Attempts to study collaborative learning are often confounded by ambiguity about what the learners already know. Even more generally, evidence of various factors effecting the learning is missing from the available data. For instance, there may be social influences or power relationships that are not captured in the data, or there may have been interactions, gestures, and speech that were off-camera or unintelligible. Even worse, self-reports and introspection about learning take place long after foundational instances of learning have been processed, transformed, and internalized. The learning analyzed in this book, in contrast, involves the students’ initial encounters with a subject that is new for them: geometry, especially dynamic-geometry construction. Furthermore, their interactions about these encounters are captured live in full logs and replayer files, which reproduce the interactions just as they appeared to the students. We assume that the students had previous familiarity with the visual appearances of conventional basic shapes of everyday geometry, but we are interested in how the team develops beyond this knowledge. There are certainly other influences on the individual mental activity of the students, based on their past and on events not captured in the VMT system, but we are focused on the team’s development at the group unit of analysis; everything that took place between the students and was shared by the team passed through the VMT technology and was logged. So the data analyzed here is about as complete as one could hope for and as required by our methodology. To the extent practical, the VMT data documents the beginnings of mathematical cognition in the domain of introductory dynamic geometry for the team.

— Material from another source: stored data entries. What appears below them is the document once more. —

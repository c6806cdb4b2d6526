//! Dispatch outcome reported back to HTTP callers

use axum::http::StatusCode;
use serde::{Deserialize, Serialize};
use utoipa::ToSchema;

/// Final status of a single or batch dispatch
///
/// Every failure in the pipeline settles into one of these values; no error
/// propagates past the orchestration boundary.
#[derive(Debug, Clone, Copy, PartialEq, Eq)]
pub enum DispatchOutcome {
    Success,
    ClientError,
    ServerError,
}

impl DispatchOutcome {
    /// Classify a provider HTTP status
    pub fn from_status(status: StatusCode) -> Self {
        if status.is_success() {
            Self::Success
        } else if status.is_server_error() {
            Self::ServerError
        } else {
            Self::ClientError
        }
    }

    pub fn status_code(&self) -> StatusCode {
        match self {
            Self::Success => StatusCode::OK,
            Self::ClientError => StatusCode::BAD_REQUEST,
            Self::ServerError => StatusCode::INTERNAL_SERVER_ERROR,
        }
    }

    pub fn is_success(&self) -> bool {
        matches!(self, Self::Success)
    }

    /// Metric label
    pub fn as_str(&self) -> &'static str {
        match self {
            Self::Success => "success",
            Self::ClientError => "client_error",
            Self::ServerError => "server_error",
        }
    }
}

/// Response body for the email endpoints
#[derive(Debug, Clone, Serialize, Deserialize, ToSchema)]
pub struct DispatchResponse {
    pub status: u16,
    pub success: bool,
}

impl From<DispatchOutcome> for DispatchResponse {
    fn from(outcome: DispatchOutcome) -> Self {
        Self {
            status: outcome.status_code().as_u16(),
            success: outcome.is_success(),
        }
    }
}
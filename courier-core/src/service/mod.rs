//! Business logic layer

pub mod email;

pub use email::{EmailError, EmailService};
use anyhow::Result;
use courier_core::{config::Config, server, telemetry};
use tracing::info;

#[tokio::main]
async fn main() -> Result<()> {
    // Load configuration
    dotenvy::dotenv().ok();
    let config = Config::from_env()?;

    // Initialize logging and metrics
    let prometheus_handle = telemetry::init(&config.telemetry)?;

    info!("Starting Courier Email Service");
    info!("HTTP server listening on {}", config.http_addr());

    // Run the server
    server::run(config, prometheus_handle).await
}
//! Shared AWS SDK configuration loading
//!
//! SES and S3 clients are built from the same `SdkConfig`, loaded once at
//! startup and passed to the components that need them.

use crate::config::AwsConfig;
use aws_config::{BehaviorVersion, Region, SdkConfig};

/// Load an `SdkConfig` from application configuration.
///
/// Explicit access keys win; otherwise a named profile, otherwise the default
/// credential chain (environment, IAM role, ...).
pub async fn load_sdk_config(config: &AwsConfig) -> SdkConfig {
    let mut loader =
        aws_config::defaults(BehaviorVersion::latest()).region(Region::new(config.region.clone()));

    if let Some(endpoint) = &config.endpoint_url {
        loader = loader.endpoint_url(endpoint);
    }

    if let (Some(access_key), Some(secret_key)) =
        (&config.access_key_id, &config.secret_access_key)
    {
        let credentials = aws_sdk_sesv2::config::Credentials::new(
            access_key.clone(),
            secret_key.clone(),
            None, // session token
            None, // expiration
            "courier-static",
        );
        loader = loader.credentials_provider(credentials);
    } else if let Some(profile) = &config.profile {
        loader = loader.profile_name(profile);
    }

    loader.load().await
}
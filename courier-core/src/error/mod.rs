//! Unified error handling for the HTTP surface of Courier Core
//!
//! Email dispatch failures never reach this type: the orchestration layer
//! settles them into a [`DispatchOutcome`](crate::domain::DispatchOutcome).
//! `AppError` covers the remaining plumbing endpoints.

use axum::{
    http::StatusCode,
    response::{IntoResponse, Response},
    Json,
};
use serde::Serialize;
use thiserror::Error;

/// Application-wide result type
pub type Result<T> = std::result::Result<T, AppError>;

/// Application error types
#[derive(Error, Debug)]
pub enum AppError {
    #[error("Not found: {0}")]
    NotFound(String),
}

/// Error response body
#[derive(Serialize)]
struct ErrorResponse {
    error: String,
    message: String,
}

impl IntoResponse for AppError {
    fn into_response(self) -> Response {
        let (status, error_type, message) = match &self {
            AppError::NotFound(msg) => (StatusCode::NOT_FOUND, "not_found", msg.clone()),
        };

        let body = Json(ErrorResponse {
            error: error_type.to_string(),
            message,
        });

        (status, body).into_response()
    }
}

#[cfg(test)]
mod tests {
    use super::*;

    #[test]
    fn test_error_display() {
        let err = AppError::NotFound("Metrics are disabled".to_string());
        assert_eq!(err.to_string(), "Not found: Metrics are disabled");
    }

    #[tokio::test]
    async fn test_not_found_response() {
        let response = AppError::NotFound("Metrics are disabled".to_string()).into_response();
        assert_eq!(response.status(), StatusCode::NOT_FOUND);

        let body = axum::body::to_bytes(response.into_body(), usize::MAX)
            .await
            .unwrap();
        let json: serde_json::Value = serde_json::from_slice(&body).unwrap();
        assert_eq!(json["error"], "not_found");
        assert_eq!(json["message"], "Metrics are disabled");
    }
}
//! OpenAPI 3.0 documentation assembly
//!
//! Aggregates handler path annotations and domain schemas into a single
//! OpenAPI specification, served through Swagger UI when enabled.

use utoipa::OpenApi;

#[derive(OpenApi)]
#[openapi(
    info(
        title = "Courier Email API",
        version = "0.1.0",
        description = "Templated email dispatch backed by object storage and AWS SES",
        license(name = "Proprietary"),
        contact(name = "Courier Team")
    ),
    tags(
        (name = "System", description = "Health checks and system status"),
        (name = "Email", description = "Templated email dispatch"),
    ),
    components(
        schemas(
            crate::domain::EmailRequest,
            crate::domain::DispatchResponse,
            crate::api::health::HealthResponse,
        )
    ),
    paths(
        crate::api::health::health,
        crate::api::health::healthcheck,
        crate::api::email::send_single,
        crate::api::email::send_multiple,
    ),
)]
pub struct ApiDoc;
//! Email provider trait and error types

use async_trait::async_trait;
use axum::http::StatusCode;
use thiserror::Error;

/// Email provider error types
#[derive(Error, Debug)]
pub enum EmailProviderError {
    #[error("Connection error: {0}")]
    ConnectionError(String),

    #[error("Authentication failed: {0}")]
    AuthenticationFailed(String),

    #[error("Send failed: {0}")]
    SendFailed(String),

    #[error("Invalid message: {0}")]
    InvalidMessage(String),
}

/// A serialized MIME message plus its envelope addressing
///
/// `from` duplicates the message's From header at the envelope level.
/// Recipients are passed separately so Bcc never has to appear in `data`.
#[derive(Debug, Clone, PartialEq, Eq)]
pub struct RawEmail {
    pub from: String,
    pub to: Vec<String>,
    pub cc: Vec<String>,
    pub bcc: Vec<String>,
    pub data: Vec<u8>,
}

/// Provider verdict for one submitted message
#[derive(Debug, Clone, PartialEq, Eq)]
pub struct ProviderResponse {
    pub status: StatusCode,
    pub message_id: Option<String>,
}

impl ProviderResponse {
    pub fn accepted(message_id: Option<String>) -> Self {
        Self {
            status: StatusCode::OK,
            message_id,
        }
    }

    pub fn rejected(status: StatusCode) -> Self {
        Self {
            status,
            message_id: None,
        }
    }
}

/// Trait for email providers that accept raw MIME messages
#[cfg_attr(test, mockall::automock)]
#[async_trait]
pub trait EmailProvider: Send + Sync {
    /// Submit a serialized message
    ///
    /// A provider that answered with a non-success status returns
    /// `Ok` carrying that status; `Err` means no usable answer was received.
    async fn send_raw(&self, email: &RawEmail) -> Result<ProviderResponse, EmailProviderError>;

    /// Get the provider name
    fn provider_name(&self) -> &'static str;
}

The team’s developmental trajectory during their VMT experience is guided by a carefully designed sequence of curricular units: the topics that the students worked on in their eight sessions. The following analysis considers the team’s work on each topic in order. The topics are planned to introduce the students methodically to the fundamentals of dynamic geometry. In particular, the goal is to have the team develop an understanding of dependency relationships that establish invariances, such as the maintained equality of side lengths of an equilateral triangle. The curriculum builds systematically. It starts by letting the students play with the most basic steps of construction, while guiding the team to work collaboratively. It introduces the building of an equilateral triangle as a prototypical construction and then extends it for the construction of perpendicular bisectors and right triangles.

Because an understanding of problems and solutions in dynamic geometry is mediated by one’s mastery of the software tools for manipulating and constructing dynamic-geometry objects, the most important tools are introduced before the topics that require them. As the team explores the use of the tools and engages in problem solving in response to the curricular topics, the team starts to adopt group practices. The analysis of the team interaction focuses on how the team enacts the tools, and it identifies various kinds of practices that the team adopts.

The adopted group practices are taken to be important constituents of the team’s group cognition. The team learns by successively embracing specific practices. For instance, in its early sessions, the students learn to work together effectively by incorporating group collaboration practices. These practices are in part suggested by the curriculum. The team negotiates them and then begins to follow them. Similarly, they gradually integrate group mathematical practices – often involving using the software tools to drag and construct dynamic-geometry figures – into their joint work. These practices establish necessary foundations for computer-supported collaborative learning in this domain of mathematics.

By identifying the team’s adoption of group practices, the analysis in this book provides a paradigmatic example of CSCL. The case study analyzes the computer technology as enacted by the team. It shows the mediation of the team’s interaction by the integrated online pedagogy and domain-centered curriculum. It focuses on interaction at the group unit of analysis and illustrates the methodological approach of the theory of group cognition. Its longitudinal approach provides a rich example of how collaborative learning can take place, while suggesting design lessons for improving the next iteration of software, pedagogy, curriculum, analysis, and theory.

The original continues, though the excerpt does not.